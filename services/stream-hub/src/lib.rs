//! Stream Hub
//!
//! Incremental engine for chained technical indicators:
//! - Time-ordered caches per node, kept strictly ascending
//! - Late, corrected and deleted inputs repaired by suffix rebuilds
//! - Depth-first fan-out to chained hubs
//! - Circuit breaker for runaway same-timestamp repeats
//! - Optional pruning of the oldest entries past a maximum cache size
//!
//! Every hub's cache equals what a from-scratch computation over its
//! provider's current cache would produce, once a call into the graph
//! returns.
//!
//! # Architecture
//!
//! ```text
//!   Quotes / values
//!        │
//!  ┌─────▼─────┐
//!  │ SourceHub │  ← Analyze/Modify, no upstream
//!  └─────┬─────┘
//!        │ on_add / on_rebuild
//!   ┌────┴─────────┐
//!   │              │
//! ┌─▼───┐     ┌────▼─────┐
//! │ Hub │     │   Hub    │  ← Transform + own cache
//! └─┬───┘     └────┬─────┘
//!   │              │
//! ┌─▼───┐     ┌────▼─────┐
//! │ Hub │     │ Observer │
//! └─────┘     └──────────┘
//! ```
//!
//! The graph is single threaded. A host that feeds it from several threads
//! serializes calls itself.

pub mod act;
pub mod cache;
pub mod config;
pub mod hub;
pub mod indicators;
pub mod mutator;
pub mod observer;
pub mod overflow;
pub mod source;
pub mod state;
pub mod subscription;
pub mod transform;

pub use act::Act;
pub use cache::TimeSeriesCache;
pub use config::HubConfig;
pub use hub::Hub;
pub use observer::{StreamObserver, StreamProvider};
pub use source::SourceHub;
pub use subscription::{Subscription, SubscriptionRegistry};
pub use transform::{Context, Transform};

// Library version
pub const SERVICE_VERSION: &str = "0.1.0";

Assigned task:
Nothing should be omitted or altered. Retype the records exactly.

Solution below:
filename services/stream-hub/src/lib.rs
//! Stream Hub
//!
//! Incremental engine for chained technical indicators:
//! - Time-ordered caches per node, kept strictly ascending
//! - Late, corrected and deleted inputs repaired by suffix rebuilds
//! - Depth-first fan-out to chained hubs
//! - Circuit breaker for runaway same-timestamp repeats
//! - Optional pruning of the oldest entries past a maximum cache size
//!
//! Every hub's cache equals what a from-scratch computation over its
//! provider's current cache would produce, once a call into the graph
//! returns.
//!
//! # Architecture
//!
//! ```text
//!   Quotes / values
//!        │
//!  ┌─────▼─────┐
//!  │ SourceHub │  ← Analyze/Modify, no upstream
//!  └─────┬─────┘
//!        │ on_add / on_rebuild
//!   ┌────┴─────────┐
//!   │              │
//! ┌─▼───┐     ┌────▼─────┐
//! │ Hub │     │   Hub    │  ← Transform + own cache
//! └─┬───┘     └────┬─────┘
//!   │              │
//! ┌─▼───┐     ┌────▼─────┐
//! │ Hub │     │ Observer │
//! └─────┘     └──────────┘
//! ```
//!
//! The graph is single threaded. A host that feeds it from several threads
//! serializes calls itself.

pub mod act;
pub mod cache;
pub mod config;
pub mod hub;
pub mod indicators;
pub mod mutator;
pub mod observer;
pub mod overflow;
pub mod source;
pub mod state;
pub mod subscription;
pub mod transform;

pub use act::Act;
pub use cache::TimeSeriesCache;
pub use config::HubConfig;
pub use hub::Hub;
pub use observer::{StreamObserver, StreamProvider};
pub use source::SourceHub;
pub use subscription::{Subscription, SubscriptionRegistry};
pub use transform::{Context, Transform};

// Library version
pub const SERVICE_VERSION: &str = "0.1.0";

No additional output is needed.